Первой пришла Сесил, с лица которой в последнюю неделю не сходила улыбка. Еще бы – она уже успела поработать на четырех матчах и, кроме того, четырежды в день мило беседовала с самой Мэри Литтл, которая снизошла до того, чтобы позволить ей сидеть напротив себя за одним столиком.
– Пэт? – она застыла слева от Пэт, но та даже не повернулась в ее сторону.
–
Сесил, у нас разговор с Мэри. Будь так добра.– Но Пэт, это мое место.
Сбросив со стола невидимую пылинку, Пэт усмехнулась.
– Можешь смело занимать мое, – она ткнула большим пальцем воздух у себя над плечом. – На один раз, Сесил, – добавила Пэт и наконец тяжело подняла на девушку глаза.
Мэри явилась в четверть девятого, когда Пэт уже расправилась с мюсли и налегала на ассорти из сыров, помидор и листьев салата. Она вдруг открыла, что бессоница стимулирует аппетит и в ближайших планах рассматривала омлет, кусочки маринованного лосося, булочки с маслом и джемом и, разумеется, пару чашек кофе.
– Что-то случилось? – с ходу поинтересовалась Мэри, оценив проведенную Пэт рокировку.
Пэт почесала кончик носа.
– Я не спала всю ночь, – сообщила она, и Мэри прыснула.
– И поэтому ты прогнала Сесил, – с улыбкой заключила она.
– Вообще-то я ее попросила. Хотя, – она усмехнулась, – вначале я заняла ее место, это правда.
Поежившись, Мэри потерла голые колени и оглянулась по сторонам.
– Черт, у меня от местной жрачки бурчит в животе, причем постоянно, – сказала она, подвигая ближе тарелку с мюсли. – И еще запоры – такого в прошлом году не было. А тебя ничего не беспокоит?
Пэт вздохнула и откинулась на спинку стула.
– Мэри, нам надо серьезно поговорить.
– Черт, что может быть серьезней запора? Или у тебя понос?
– Мэри, я серьезно.
– Черт, Пэт, сейчас восемь утра! Я только глаза продрала.
– Я их вообще не сомкнула, если ты не поняла. И потом времени не будет, сама знаешь. Ты ешь, а говорить буду я.
Мэри лишь пожала плечами. Пэт не знала, хватит ли у нее смелости быть до конца искренней, а не ради этого ли она пожертвовала прошлой ночью? Но Мэри молчала, ела, иногда кивала, и Пэт не хотелось трактовать эти кивки иначе, как ободрение.

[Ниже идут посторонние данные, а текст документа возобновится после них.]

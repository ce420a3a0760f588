use vibesync_core::{recommend, MoodKind};

pub fn run() -> Result<(), Box<dyn std::error::Error>> {
    println!("Mood Categories:");
    println!();

    for kind in MoodKind::ALL {
        let bundle = recommend(kind);
        println!("  {} {}", kind.emoji(), kind);
        println!("    {}", kind.description());
        println!(
            "    {} playlists · {} scents · {} movements",
            bundle.playlists.len(),
            bundle.scents.len(),
            bundle.movements.len()
        );
        println!();
    }

    Ok(())
}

Она выложила все и даже что-то прибавила, передавая тот самый разговор с Энн и уж точно не пыталась себя оправдать. Разве что слово «изменница» так и не прозвучало.
– Глупость какая, – сказала Мэри, стоило Пэт взять чашку с кофе, показывая, что все что хотела сказать, она сказала.

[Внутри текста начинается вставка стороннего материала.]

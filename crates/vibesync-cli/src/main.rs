use clap::{CommandFactory, Parser, Subcommand};
use tracing_subscriber::EnvFilter;

mod commands;

#[derive(Parser)]
#[command(name = "vibesync", version, about = "VibeSync wellness companion CLI")]
struct Cli {
    /// Enable debug logging (overrides RUST_LOG)
    #[arg(short, long, global = true)]
    verbose: bool,

    #[command(subcommand)]
    command: Commands,
}

#[derive(Subcommand)]
enum Commands {
    /// Analyze your mood and get recommendations
    Analyze(commands::analyze::AnalyzeArgs),
    /// Show the recommendation bundle for a mood
    Recommend(commands::recommend::RecommendArgs),
    /// List the mood categories
    Moods,
    /// Play a playlist (simulated)
    Play {
        /// Playlist ID (e.g. "calm-tea-jazz")
        id: String,
    },
    /// Wellness kit actions
    Kit {
        #[command(subcommand)]
        action: commands::kit::KitAction,
    },
    /// Configuration management
    Config {
        #[command(subcommand)]
        action: commands::config::ConfigAction,
    },
    /// Generate shell completions
    Completions {
        shell: clap_complete::Shell,
    },
}

fn init_logging(verbose: bool) {
    let filter = if verbose {
        EnvFilter::new("debug")
    } else {
        EnvFilter::try_from_default_env().unwrap_or_else(|_| EnvFilter::new("warn"))
    };
    tracing_subscriber::fmt()
        .with_env_filter(filter)
        .with_writer(std::io::stderr)
        .init();
}

fn main() {
    let cli = Cli::parse();
    init_logging(cli.verbose);

    let result = match cli.command {
        Commands::Analyze(args) => commands::analyze::run(args),
        Commands::Recommend(args) => commands::recommend::run(args),
        Commands::Moods => commands::moods::run(),
        Commands::Play { id } => commands::play::run(&id),
        Commands::Kit { action } => commands::kit::run(action),
        Commands::Config { action } => commands::config::run(action),
        Commands::Completions { shell } => {
            clap_complete::generate(shell, &mut Cli::command(), "vibesync", &mut std::io::stdout());
            Ok(())
        }
    };

    if let Err(e) = result {
        eprintln!("error: {e}");
        std::process::exit(1);
    }
}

Пэт не сразу поняла, что слова Мэри не относятся к Энн и, в частности, не характеризуют серьезность предложения наставницы.
– Ну почему же? – удивилась Пэт. – Мне-то показалось, что она не шутит. Столько времени потратить и зачем? Просто водить меня за нос?

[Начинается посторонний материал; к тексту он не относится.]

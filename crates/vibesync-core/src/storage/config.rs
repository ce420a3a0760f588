//! TOML-based application configuration.
//!
//! Stores:
//! - Classifier thresholds
//! - Reward amounts and starting profile counters
//! - Front-end pacing (simulated analysis delay, recipe display)
//!
//! Configuration is stored at `~/.config/vibesync/config.toml`.

use serde::{Deserialize, Serialize};
use std::io::Write;
use std::path::{Path, PathBuf};

use super::data_dir;
use crate::error::{ConfigError, Result, ValidationError};
use crate::mood::{Classifier, ClassifierPolicy};
use crate::profile::{Rewards, UserProfile};
use crate::session::WellnessSession;

/// Front-end configuration.
#[derive(Debug, Clone, PartialEq, Eq, Serialize, Deserialize)]
pub struct UiConfig {
    /// Artificial pause before showing a result, in milliseconds.
    #[serde(default = "default_analysis_delay_ms")]
    pub analysis_delay_ms: u64,
    #[serde(default = "default_true")]
    pub show_recipes: bool,
}

/// Application configuration.
///
/// Serialized to/from TOML at `~/.config/vibesync/config.toml`.
#[derive(Debug, Clone, PartialEq, Eq, Default, Serialize, Deserialize)]
pub struct Config {
    #[serde(default)]
    pub classifier: ClassifierPolicy,
    #[serde(default)]
    pub rewards: Rewards,
    /// Counters a fresh session starts from.
    #[serde(default)]
    pub profile: UserProfile,
    #[serde(default)]
    pub ui: UiConfig,
}

fn default_analysis_delay_ms() -> u64 {
    1500
}
fn default_true() -> bool {
    true
}

impl Default for UiConfig {
    fn default() -> Self {
        Self {
            analysis_delay_ms: default_analysis_delay_ms(),
            show_recipes: true,
        }
    }
}

impl Config {
    fn get_json_value_by_path<'a>(
        root: &'a serde_json::Value,
        key: &str,
    ) -> Option<&'a serde_json::Value> {
        if key.is_empty() {
            return None;
        }

        let mut current = root;
        for part in key.split('.') {
            current = current.get(part)?;
        }
        Some(current)
    }

    fn set_json_value_by_path(
        root: &mut serde_json::Value,
        key: &str,
        value: &str,
    ) -> Result<(), ConfigError> {
        let unknown = || ConfigError::UnknownKey(key.to_string());
        let invalid = |message: String| ConfigError::InvalidValue {
            key: key.to_string(),
            message,
        };

        let mut parts = key.split('.').peekable();
        if key.is_empty() {
            return Err(unknown());
        }

        let mut current = root;
        while let Some(part) = parts.next() {
            let is_leaf = parts.peek().is_none();
            if is_leaf {
                let obj = current.as_object_mut().ok_or_else(unknown)?;
                let existing = obj.get(part).ok_or_else(unknown)?;

                let new_value = match existing {
                    serde_json::Value::Bool(_) => serde_json::Value::Bool(
                        value
                            .parse::<bool>()
                            .map_err(|_| invalid(format!("cannot parse '{value}' as bool")))?,
                    ),
                    serde_json::Value::Number(_) => value
                        .parse::<u64>()
                        .map(|n| serde_json::Value::Number(n.into()))
                        .map_err(|_| invalid(format!("cannot parse '{value}' as number")))?,
                    serde_json::Value::Object(_) => {
                        return Err(invalid("cannot replace a whole section".to_string()))
                    }
                    _ => serde_json::Value::String(value.into()),
                };

                obj.insert(part.to_string(), new_value);
                return Ok(());
            }

            current = current.get_mut(part).ok_or_else(unknown)?;
        }

        Err(unknown())
    }

    /// Default location of the config file.
    pub fn path() -> Result<PathBuf, ConfigError> {
        Ok(data_dir()?.join("config.toml"))
    }

    /// Load from the default location, writing defaults if the file is missing.
    ///
    /// # Errors
    ///
    /// Returns an error if the config file exists but cannot be parsed or
    /// validated, or if the default config cannot be written to disk.
    pub fn load() -> Result<Self, ConfigError> {
        Self::load_from(&Self::path()?)
    }

    /// Load from `path`, writing defaults there if the file is missing.
    pub fn load_from(path: &Path) -> Result<Self, ConfigError> {
        match std::fs::read_to_string(path) {
            Ok(content) => {
                let cfg: Config = toml::from_str(&content).map_err(|e| ConfigError::LoadFailed {
                    path: path.to_path_buf(),
                    message: e.to_string(),
                })?;
                cfg.classifier.validate()?;
                Ok(cfg)
            }
            Err(err) if err.kind() == std::io::ErrorKind::NotFound => {
                let cfg = Self::default();
                cfg.save_to(path)?;
                Ok(cfg)
            }
            Err(err) => Err(ConfigError::LoadFailed {
                path: path.to_path_buf(),
                message: err.to_string(),
            }),
        }
    }

    /// Persist to the default location.
    ///
    /// # Errors
    ///
    /// Returns an error if the config cannot be serialized or written to disk.
    pub fn save(&self) -> Result<(), ConfigError> {
        self.save_to(&Self::path()?)
    }

    pub fn save_to(&self, path: &Path) -> Result<(), ConfigError> {
        let save_failed = |message: String| ConfigError::SaveFailed {
            path: path.to_path_buf(),
            message,
        };
        let content = toml::to_string_pretty(self).map_err(|e| save_failed(e.to_string()))?;
        std::fs::write(path, content).map_err(|e| save_failed(e.to_string()))
    }

    /// Get a config value as string by dot-separated key.
    pub fn get(&self, key: &str) -> Option<String> {
        let json = serde_json::to_value(self).ok()?;
        let val = Self::get_json_value_by_path(&json, key)?;
        match val {
            serde_json::Value::String(s) => Some(s.clone()),
            other => Some(other.to_string()),
        }
    }

    /// Set a config value by dot-separated key. Does not save.
    ///
    /// # Errors
    ///
    /// Returns [`CoreError::Config`](crate::CoreError::Config) if the key is
    /// unknown or the value cannot be parsed, and
    /// [`CoreError::Validation`](crate::CoreError::Validation) if the
    /// resulting classifier policy is inconsistent. On error the config is
    /// left unchanged.
    pub fn set(&mut self, key: &str, value: &str) -> Result<()> {
        let mut json = serde_json::to_value(&*self)?;
        Self::set_json_value_by_path(&mut json, key, value)?;
        let updated: Config =
            serde_json::from_value(json).map_err(|e| ConfigError::InvalidValue {
                key: key.to_string(),
                message: e.to_string(),
            })?;
        updated.classifier.validate()?;
        *self = updated;
        Ok(())
    }

    /// Write the whole config as pretty JSON followed by a newline.
    pub fn write_json<W: Write>(&self, mut out: W) -> Result<()> {
        let json = serde_json::to_string_pretty(self)?;
        writeln!(out, "{json}")?;
        Ok(())
    }

    /// Load from disk, returning default on error.
    /// This is a convenience method that never fails.
    pub fn load_or_default() -> Self {
        Self::load().unwrap_or_else(|err| {
            tracing::warn!(%err, "using default configuration");
            Self::default()
        })
    }

    /// Build a classifier from the configured policy.
    pub fn classifier(&self) -> Result<Classifier, ValidationError> {
        Classifier::with_policy(self.classifier.clone())
    }

    /// Start a fresh session seeded from this config.
    ///
    /// # Errors
    ///
    /// Returns [`CoreError::Validation`](crate::CoreError::Validation) if the
    /// classifier policy is inconsistent.
    pub fn session(&self) -> Result<WellnessSession> {
        Ok(WellnessSession::new(
            self.classifier()?,
            self.rewards.clone(),
            self.profile.clone(),
        ))
    }
}

#[cfg(test)]
mod tests {
    use super::*;
    use crate::error::CoreError;

    /// A sink whose pipe is always closed.
    struct ClosedPipe;

    impl Write for ClosedPipe {
        fn write(&mut self, _: &[u8]) -> std::io::Result<usize> {
            Err(std::io::ErrorKind::BrokenPipe.into())
        }

        fn flush(&mut self) -> std::io::Result<()> {
            Ok(())
        }
    }

    #[test]
    fn default_config_roundtrip() {
        let cfg = Config::default();
        let toml_str = toml::to_string_pretty(&cfg).unwrap();
        let parsed: Config = toml::from_str(&toml_str).unwrap();
        assert_eq!(parsed, cfg);
        assert_eq!(parsed.ui.analysis_delay_ms, 1500);
        assert_eq!(parsed.rewards.submission_points, 25);
    }

    #[test]
    fn partial_file_fills_defaults() {
        let parsed: Config = toml::from_str(
            r#"
            [classifier]
            high_stress_threshold = 8

            [profile]
            vibe_points = 0
            "#,
        )
        .unwrap();
        assert_eq!(parsed.classifier.high_stress_threshold, 8);
        assert_eq!(parsed.classifier.calm_max_stress, 3);
        assert_eq!(parsed.profile.vibe_points, 0);
        assert_eq!(parsed.profile.current_streak, 5);
        assert!(parsed.ui.show_recipes);
    }

    #[test]
    fn get_supports_dot_path_keys() {
        let cfg = Config::default();
        assert_eq!(cfg.get("ui.show_recipes").as_deref(), Some("true"));
        assert_eq!(cfg.get("classifier.high_stress_threshold").as_deref(), Some("7"));
        assert_eq!(cfg.get("profile.vibe_points").as_deref(), Some("150"));
        assert!(cfg.get("ui.missing_key").is_none());
        assert!(cfg.get("").is_none());
    }

    #[test]
    fn set_updates_nested_values() {
        let mut cfg = Config::default();
        cfg.set("ui.show_recipes", "false").unwrap();
        cfg.set("rewards.kit_order_points", "75").unwrap();
        assert!(!cfg.ui.show_recipes);
        assert_eq!(cfg.rewards.kit_order_points, 75);
    }

    #[test]
    fn set_rejects_unknown_key() {
        let mut cfg = Config::default();
        assert!(matches!(
            cfg.set("ui.nonexistent_key", "value"),
            Err(CoreError::Config(ConfigError::UnknownKey(_)))
        ));
        assert!(matches!(
            cfg.set("nowhere.at_all", "1"),
            Err(CoreError::Config(ConfigError::UnknownKey(_)))
        ));
    }

    #[test]
    fn set_rejects_invalid_type() {
        let mut cfg = Config::default();
        assert!(matches!(
            cfg.set("ui.show_recipes", "not_a_bool"),
            Err(CoreError::Config(ConfigError::InvalidValue { .. }))
        ));
        assert!(cfg.set("classifier.max_confidence", "-3").is_err());
        assert!(cfg.set("classifier.max_confidence", "300").is_err());
        assert!(cfg.set("classifier", "{}").is_err());
    }

    #[test]
    fn set_rejects_inconsistent_policy_and_keeps_old_value() {
        let mut cfg = Config::default();
        let result = cfg.set("classifier.calm_max_stress", "9");
        assert!(matches!(
            result,
            Err(CoreError::Validation(ValidationError::InvalidPolicy(_)))
        ));
        assert_eq!(cfg.classifier.calm_max_stress, 3);
    }

    #[test]
    fn write_json_emits_every_section() {
        let mut out = Vec::new();
        Config::default().write_json(&mut out).unwrap();
        let value: serde_json::Value = serde_json::from_slice(&out).unwrap();
        assert_eq!(value["classifier"]["high_stress_threshold"], 7);
        assert_eq!(value["profile"]["vibe_points"], 150);
        assert!(out.ends_with(b"\n"));
    }

    #[test]
    fn write_json_reports_io_failures() {
        let err = Config::default().write_json(ClosedPipe).unwrap_err();
        assert!(matches!(err, CoreError::Io(ref e) if e.kind() == std::io::ErrorKind::BrokenPipe));
        assert!(err.to_string().starts_with("IO error:"));
    }

    #[test]
    fn load_from_writes_defaults_when_missing() {
        let dir = tempfile::tempdir().unwrap();
        let path = dir.path().join("config.toml");

        let cfg = Config::load_from(&path).unwrap();
        assert_eq!(cfg, Config::default());
        assert!(path.exists());
    }

    #[test]
    fn save_then_load_preserves_changes() {
        let dir = tempfile::tempdir().unwrap();
        let path = dir.path().join("config.toml");

        let mut cfg = Config::default();
        cfg.set("ui.analysis_delay_ms", "0").unwrap();
        cfg.save_to(&path).unwrap();

        let loaded = Config::load_from(&path).unwrap();
        assert_eq!(loaded.ui.analysis_delay_ms, 0);
    }

    #[test]
    fn load_from_rejects_garbage_and_bad_policy() {
        let dir = tempfile::tempdir().unwrap();
        let path = dir.path().join("config.toml");

        std::fs::write(&path, "this is = = not toml").unwrap();
        assert!(matches!(
            Config::load_from(&path),
            Err(ConfigError::LoadFailed { .. })
        ));

        std::fs::write(&path, "[classifier]\nhigh_stress_threshold = 2\n").unwrap();
        assert!(matches!(
            Config::load_from(&path),
            Err(ConfigError::InvalidValue { .. })
        ));
    }

    #[test]
    fn session_uses_configured_profile() {
        let mut cfg = Config::default();
        cfg.set("profile.vibe_points", "0").unwrap();
        let session = cfg.session().unwrap();
        assert_eq!(session.profile().vibe_points, 0);
        assert_eq!(session.profile().total_submissions, 12);
    }
}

– Глупо отказываться, – вздохнула Мэри. – Глупо, Пэт.
– Но Мэри…
– Такое не предлагают дважды. Тем более такая серьезная тетка как Энн Краддл.
– Но ты же…
Подавшись вперед, Мэри прервала ее нетерпеливым жестом.
– Может, прогуляемся? – предложила она.
Они вышли на улицу, но вместо моциона на двоих вдоль аллеи, без свидетелей и в окружении тенистых кустарников Пэт пришлось вслед за Мэри дойти до конца столовского ангара, повернуть за угол, пройти еще около пяти ярдов и занять место на скамейке, мимо которой пять-шесть раз в минуту мелькали чьи-то ноги.